La música apenas es un susurro.
El plano se cierra, y muestra su doloroso intento de repetir aquella palabra a través de unos sonidos que ya no conoce. El contraplano incluye a Anne, que toma sus manos para enseñarle, por enésima vez, cómo se deletrea esa palabra a través de los signos. Y por fin Helen entiende que existen las palabras, incluso cuando no hay posibilidad de verlas, ni de escribirlas, ni de pronunciarlas siquiera.
La música comienza a subir.
El plano vuelve a abrirse, y Helen ahora toca todo lo que encuentra a su paso, mientras Anne trata de deletreárselo con sus manos. La niña se maravilla al descubrir que todo lo que ella conoce en su vida a través del tacto tiene también un nombre, una palabra, una manera de llamarlo, aún cuando los ojos estén sumidos en la más profunda oscuridad.
Anne grita el nombre de sus padres, para que salgan y contemplen el milagro, que por fin la niña ha comprendido que existen las palabras, que cada cosa tiene un nombre, y que los demás han descubierto que Helen, en su interior, siempre ha tenido infinitas ganas de aprender.
Sus padres salen y la abrazan emocionados. La música llega a su clímax, y suena el tema principal de la película, en el momento más emocionante posible.
Y entonces, en su punto álgido, la escena tiene el valor de volver a bajar su intensidad hasta el mínimo. Todo vuelve a disminuir de tamaño, todo queda de nuevo en silencio, y una sola nota sostenida en el aire, como un leve susurro, acompaña los pasos de la niña de nuevo hasta Anne. Quiere saber cómo llamarla, quiere conocer la manera de llamar a quien le ha descubierto el mundo a través de sus dedos.

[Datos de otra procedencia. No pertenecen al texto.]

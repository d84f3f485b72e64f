//! # Money Module
//!
//! Provides the `Money`, `Weight` and `Rate` types used by every pricing
//! calculation.
//!
//! ## Why Decimal?
//! ```text
//! ┌─────────────────────────────────────────────────────────────────────────┐
//! │  THE FLOATING POINT PROBLEM                                             │
//! │                                                                         │
//! │  With binary floats:                                                    │
//! │    10.125 g × ₹6,000.10 = 60751.01249999999  ❌ rounds the wrong way    │
//! │                                                                         │
//! │  Jewellery pricing multiplies 3-dp weights by 2-dp rates and then      │
//! │  percentages, so paise-level errors show up on every invoice.          │
//! │                                                                         │
//! │  OUR SOLUTION: base-10 Decimal                                          │
//! │    10.125 × 6000.10 = 60751.0125 exactly → ₹60,751.01                  │
//! │    Rounding happens ONLY where the pricing rules say it does           │
//! │                                                                         │
//! └─────────────────────────────────────────────────────────────────────────┘
//! ```
//!
//! ## Usage
//! ```rust
//! use rust_decimal::Decimal;
//! use swarna_core::money::{Money, Rate, Weight};
//!
//! let rate = Money::from_rupees(6000);           // ₹6,000 per gram
//! let weight = Weight::grams(Decimal::new(10, 0)); // 10 g
//! let gold_value = weight * rate;                // ₹60,000
//! let gst = Rate::percent(Decimal::new(3, 0)).of(gold_value);
//! assert_eq!(gst, Money::from_rupees(1800));
//! ```

use rust_decimal::{Decimal, RoundingStrategy};
use serde::{Deserialize, Serialize};
use std::fmt;
use std::iter::Sum;
use std::ops::{Add, AddAssign, Mul, Neg, Sub, SubAssign};

use crate::format::{format_currency, format_weight, FractionDigits};

/// Decimal places carried by monetary values after rounding (paise).
pub const MONEY_SCALE: u32 = 2;

/// Decimal places carried by weights after rounding (milligrams).
pub const WEIGHT_SCALE: u32 = 3;

/// Rounds half away from zero and pins the scale, so `60000` comes back
/// as `60000.00` when `dp` is 2.
pub(crate) fn round_to(value: Decimal, dp: u32) -> Decimal {
    let mut rounded = value.round_dp_with_strategy(dp, RoundingStrategy::MidpointAwayFromZero);
    rounded.rescale(dp);
    rounded
}

// =============================================================================
// Saturating Arithmetic
// =============================================================================
//
// Products of large weights and rates can exceed Decimal's ~7.9e28 range.
// Every operator on Money/Weight/Rate clamps to `Decimal::MAX`/`Decimal::MIN`
// instead of panicking, so the compositor stays total.

fn saturated(negative: bool) -> Decimal {
    if negative {
        Decimal::MIN
    } else {
        Decimal::MAX
    }
}

#[inline]
pub(crate) fn saturating_add(a: Decimal, b: Decimal) -> Decimal {
    a.checked_add(b).unwrap_or_else(|| saturated(a.is_sign_negative()))
}

#[inline]
pub(crate) fn saturating_sub(a: Decimal, b: Decimal) -> Decimal {
    a.checked_sub(b).unwrap_or_else(|| saturated(a.is_sign_negative()))
}

#[inline]
pub(crate) fn saturating_mul(a: Decimal, b: Decimal) -> Decimal {
    a.checked_mul(b)
        .unwrap_or_else(|| saturated(a.is_sign_negative() != b.is_sign_negative()))
}

// =============================================================================
// Money Type
// =============================================================================

/// A monetary value in rupees.
///
/// ## Design Decisions
/// - **Decimal, not paise-as-integer**: intermediate values (gold value,
///   percentage charges, GST) must stay unrounded until the final sum
/// - **Signed**: negative inputs are not rejected by the engine, so
///   negative amounts must be representable
/// - **Transparent serde**: serializes as a decimal string, accepts JSON
///   strings or numbers
///
/// ## Where Money is Used
/// ```text
/// ┌─────────────────────────────────────────────────────────────────────────┐
/// │  price per gram ──► gold value ──┬──► wastage ──┐                       │
/// │                                  └──► making ───┼──► subtotal ──► GST   │
/// │  additional cost ───────────────────────────────┤                       │
/// │  stone value ───────────────────────────────────┘        final price   │
/// └─────────────────────────────────────────────────────────────────────────┘
/// ```
#[derive(Debug, Clone, Copy, PartialEq, Eq, PartialOrd, Ord, Hash, Serialize, Deserialize)]
#[serde(transparent)]
pub struct Money(Decimal);

impl Money {
    /// Wraps a rupee amount.
    #[inline]
    pub const fn new(amount: Decimal) -> Self {
        Money(amount)
    }

    /// Creates a whole-rupee amount.
    ///
    /// ## Example
    /// ```rust
    /// use swarna_core::money::Money;
    ///
    /// let price = Money::from_rupees(6000);
    /// assert_eq!(price.to_string(), "₹6,000.00");
    /// ```
    #[inline]
    pub fn from_rupees(rupees: i64) -> Self {
        Money(Decimal::from(rupees))
    }

    /// Creates an amount from paise (1/100 rupee).
    ///
    /// ## Example
    /// ```rust
    /// use swarna_core::money::Money;
    ///
    /// let price = Money::from_paise(1099); // ₹10.99
    /// assert_eq!(price.to_string(), "₹10.99");
    /// ```
    #[inline]
    pub fn from_paise(paise: i64) -> Self {
        Money(Decimal::new(paise, MONEY_SCALE))
    }

    /// Returns zero rupees.
    #[inline]
    pub const fn zero() -> Self {
        Money(Decimal::ZERO)
    }

    /// Returns the underlying decimal amount.
    #[inline]
    pub const fn amount(&self) -> Decimal {
        self.0
    }

    /// Checks if the value is zero.
    #[inline]
    pub fn is_zero(&self) -> bool {
        self.0.is_zero()
    }

    /// Checks if the value is negative (less than zero).
    #[inline]
    pub fn is_negative(&self) -> bool {
        self.0.is_sign_negative() && !self.0.is_zero()
    }

    /// Rounds to paise (2 dp, half away from zero).
    ///
    /// ## Example
    /// ```rust
    /// use rust_decimal::Decimal;
    /// use swarna_core::money::Money;
    ///
    /// let raw = Money::new(Decimal::new(60751_0125, 4)); // 60751.0125
    /// assert_eq!(raw.round_paise(), Money::from_paise(6075101));
    /// ```
    #[inline]
    pub fn round_paise(&self) -> Self {
        Money(round_to(self.0, MONEY_SCALE))
    }

    /// Rounds to the nearest whole rupee.
    #[inline]
    pub fn round_rupee(&self) -> Self {
        Money(round_to(self.0, 0))
    }

    /// Multiplies by a piece or line quantity.
    #[inline]
    pub fn multiply_quantity(&self, qty: u32) -> Self {
        Money(saturating_mul(self.0, Decimal::from(qty)))
    }
}

// =============================================================================
// Weight Type
// =============================================================================

/// A metal weight in grams.
#[derive(Debug, Clone, Copy, PartialEq, Eq, PartialOrd, Ord, Hash, Serialize, Deserialize)]
#[serde(transparent)]
pub struct Weight(Decimal);

impl Weight {
    /// Wraps a gram value.
    #[inline]
    pub const fn grams(grams: Decimal) -> Self {
        Weight(grams)
    }

    /// Returns zero grams.
    #[inline]
    pub const fn zero() -> Self {
        Weight(Decimal::ZERO)
    }

    /// Returns the underlying gram value.
    #[inline]
    pub const fn value(&self) -> Decimal {
        self.0
    }

    /// Checks if the value is zero.
    #[inline]
    pub fn is_zero(&self) -> bool {
        self.0.is_zero()
    }

    /// Rounds to milligrams (3 dp, half away from zero).
    #[inline]
    pub fn round_mg(&self) -> Self {
        Weight(round_to(self.0, WEIGHT_SCALE))
    }

    /// Multiplies by a piece or line quantity.
    #[inline]
    pub fn multiply_quantity(&self, qty: u32) -> Self {
        Weight(saturating_mul(self.0, Decimal::from(qty)))
    }
}

// =============================================================================
// Rate Type
// =============================================================================

/// A percentage rate, stored as the human number (`3` means 3%).
///
/// ## Why not basis points?
/// Making-charge percentages like 12.75% and per-category GST rates are
/// entered as decimals in the catalog; keeping the entered value avoids a
/// lossy conversion step.
#[derive(Debug, Clone, Copy, PartialEq, Eq, PartialOrd, Ord, Hash, Serialize, Deserialize)]
#[serde(transparent)]
pub struct Rate(Decimal);

impl Rate {
    /// Creates a rate from a percentage value.
    #[inline]
    pub const fn percent(pct: Decimal) -> Self {
        Rate(pct)
    }

    /// Zero rate.
    #[inline]
    pub const fn zero() -> Self {
        Rate(Decimal::ZERO)
    }

    /// Returns the percentage value.
    #[inline]
    pub const fn value(&self) -> Decimal {
        self.0
    }

    /// Checks if the rate is zero.
    #[inline]
    pub fn is_zero(&self) -> bool {
        self.0.is_zero()
    }

    /// Applies the rate to an amount without rounding. Saturates at the
    /// Decimal range like every other operator here.
    ///
    /// ## Example
    /// ```rust
    /// use rust_decimal::Decimal;
    /// use swarna_core::money::{Money, Rate};
    ///
    /// let gst = Rate::percent(Decimal::new(3, 0)).of(Money::from_rupees(66500));
    /// assert_eq!(gst, Money::from_rupees(1995));
    /// ```
    #[inline]
    pub fn of(&self, amount: Money) -> Money {
        Money(saturating_mul(amount.0, self.0 / Decimal::ONE_HUNDRED))
    }
}

impl Default for Rate {
    fn default() -> Self {
        Rate::zero()
    }
}

// =============================================================================
// Trait Implementations
// =============================================================================

/// Display uses the invoice format: `₹1,23,456.78`.
impl fmt::Display for Money {
    fn fmt(&self, f: &mut fmt::Formatter<'_>) -> fmt::Result {
        f.write_str(&format_currency(*self, FractionDigits::Two))
    }
}

impl fmt::Display for Weight {
    fn fmt(&self, f: &mut fmt::Formatter<'_>) -> fmt::Result {
        f.write_str(&format_weight(*self))
    }
}

impl fmt::Display for Rate {
    fn fmt(&self, f: &mut fmt::Formatter<'_>) -> fmt::Result {
        write!(f, "{}%", self.0.normalize())
    }
}

impl Default for Money {
    fn default() -> Self {
        Money::zero()
    }
}

impl Default for Weight {
    fn default() -> Self {
        Weight::zero()
    }
}

impl Add for Money {
    type Output = Self;

    #[inline]
    fn add(self, other: Self) -> Self {
        Money(saturating_add(self.0, other.0))
    }
}

impl AddAssign for Money {
    #[inline]
    fn add_assign(&mut self, other: Self) {
        self.0 = saturating_add(self.0, other.0);
    }
}

impl Sub for Money {
    type Output = Self;

    #[inline]
    fn sub(self, other: Self) -> Self {
        Money(saturating_sub(self.0, other.0))
    }
}

impl SubAssign for Money {
    #[inline]
    fn sub_assign(&mut self, other: Self) {
        self.0 = saturating_sub(self.0, other.0);
    }
}

impl Neg for Money {
    type Output = Self;

    #[inline]
    fn neg(self) -> Self {
        Money(-self.0)
    }
}

/// Scaling by a plain factor (per-gram discount × grams, etc.).
impl Mul<Decimal> for Money {
    type Output = Self;

    #[inline]
    fn mul(self, factor: Decimal) -> Self {
        Money(saturating_mul(self.0, factor))
    }
}

impl Mul<u32> for Money {
    type Output = Self;

    #[inline]
    fn mul(self, qty: u32) -> Self {
        self.multiply_quantity(qty)
    }
}

impl Sum for Money {
    fn sum<I: Iterator<Item = Self>>(iter: I) -> Self {
        iter.fold(Money::zero(), Add::add)
    }
}

/// Weight × price-per-gram = value.
impl Mul<Money> for Weight {
    type Output = Money;

    #[inline]
    fn mul(self, per_gram: Money) -> Money {
        Money(saturating_mul(self.0, per_gram.0))
    }
}

impl Mul<u32> for Weight {
    type Output = Self;

    #[inline]
    fn mul(self, qty: u32) -> Self {
        self.multiply_quantity(qty)
    }
}

impl Add for Weight {
    type Output = Self;

    #[inline]
    fn add(self, other: Self) -> Self {
        Weight(saturating_add(self.0, other.0))
    }
}

impl AddAssign for Weight {
    #[inline]
    fn add_assign(&mut self, other: Self) {
        self.0 = saturating_add(self.0, other.0);
    }
}

impl Sum for Weight {
    fn sum<I: Iterator<Item = Self>>(iter: I) -> Self {
        iter.fold(Weight::zero(), Add::add)
    }
}

// =============================================================================
// Unit Tests
// =============================================================================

Es el ritmo perfecto de una de esas escenas que sólo puede vivir en una obra maestra. El control perfecto de sus actrices, de los tiempos, del tiempo, la elección de los planos, la dinámica de la música, saber cuándo hacer despegar el momento emotivo, y cuándo recoger las alas a tiempo para condensar toda esa emoción y que jamás se pierda.
En El milagro de Anne Sullivan, Helen toca el rostro de Anne para tratar de emular las emociones que es capaz de palpar en las facciones de su maestra. Ojalá el cine contemporáneo, que intenta hacer siempre ese mismo ejercicio de tocar la superficie del cine clásico para tratar de parecerse a éste, tuviese un control del tiempo, de las emociones y de las palabras tan profundo como el de ese cine, el que permanece sumido en la más absoluta oscuridad esperando ser rescatado.